Material for this task:
━━━━

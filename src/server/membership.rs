//! Room membership state machine
//!
//! Pure transition table, no I/O. The chat service looks up the current
//! state in the room directory, asks [`transition`] what to do and then
//! applies the side effects itself.

use serde::{Deserialize, Serialize};

/// Membership of one user in one room
#[derive(Debug, Clone, Copy, PartialEq, Eq, Hash, Default, Serialize, Deserialize)]
pub enum MembershipState {
    /// Never joined
    #[default]
    None,
    /// Participating
    Active,
    /// Left permanently, may rejoin
    Inactive,
}

/// Input to the state machine
#[derive(Debug, Clone, Copy, PartialEq, Eq)]
pub enum MembershipEvent {
    Join,
    Leave,
}

/// Result of applying an event
#[derive(Debug, Clone, Copy, PartialEq, Eq)]
pub struct Transition {
    pub next: MembershipState,
    /// A join announcement must be recorded and broadcast
    pub emits_join: bool,
    /// A leave announcement must be recorded and broadcast
    pub emits_leave: bool,
}

impl Transition {
    /// Change to the room's participant count
    pub fn participant_delta(&self, from: MembershipState) -> i8 {
        match (from, self.next) {
            (MembershipState::Active, MembershipState::Active) => 0,
            (_, MembershipState::Active) => 1,
            (MembershipState::Active, _) => -1,
            _ => 0,
        }
    }
}

/// Transition table. `None` means the event is not valid in this state.
pub fn transition(state: MembershipState, event: MembershipEvent) -> Option<Transition> {
    use MembershipEvent::*;
    use MembershipState::{Active, Inactive};

    match (state, event) {
        (MembershipState::None, Join) | (Inactive, Join) => Some(Transition {
            next: Active,
            emits_join: true,
            emits_leave: false,
        }),
        (Active, Join) => Some(Transition {
            next: Active,
            emits_join: false,
            emits_leave: false,
        }),
        (Active, Leave) => Some(Transition {
            next: Inactive,
            emits_join: false,
            emits_leave: true,
        }),
        (MembershipState::None, Leave) | (Inactive, Leave) => None,
    }
}

#[cfg(test)]
mod tests {
    use super::*;

    #[test]
    fn test_first_join_emits_once() {
        let t = transition(MembershipState::None, MembershipEvent::Join).unwrap();
        assert_eq!(t.next, MembershipState::Active);
        assert!(t.emits_join);
        assert_eq!(t.participant_delta(MembershipState::None), 1);
    }

    #[test]
    fn test_rejoin_while_active_is_noop() {
        let t = transition(MembershipState::Active, MembershipEvent::Join).unwrap();
        assert_eq!(t.next, MembershipState::Active);
        assert!(!t.emits_join);
        assert!(!t.emits_leave);
        assert_eq!(t.participant_delta(MembershipState::Active), 0);
    }

    #[test]
    fn test_rejoin_while_inactive_emits_once() {
        let t = transition(MembershipState::Inactive, MembershipEvent::Join).unwrap();
        assert_eq!(t.next, MembershipState::Active);
        assert!(t.emits_join);
        assert_eq!(t.participant_delta(MembershipState::Inactive), 1);
    }

    #[test]
    fn test_leave() {
        let t = transition(MembershipState::Active, MembershipEvent::Leave).unwrap();
        assert_eq!(t.next, MembershipState::Inactive);
        assert!(t.emits_leave);
        assert_eq!(t.participant_delta(MembershipState::Active), -1);

        assert!(transition(MembershipState::None, MembershipEvent::Leave).is_none());
        assert!(transition(MembershipState::Inactive, MembershipEvent::Leave).is_none());
    }
}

━━━━

Exercise details:
Your response should be made up of the lines in the data that contain the word "table".

Task solution:
//! Pure transition table, no I/O. The chat service looks up the current
/// Transition table. `None` means the event is not valid in this state.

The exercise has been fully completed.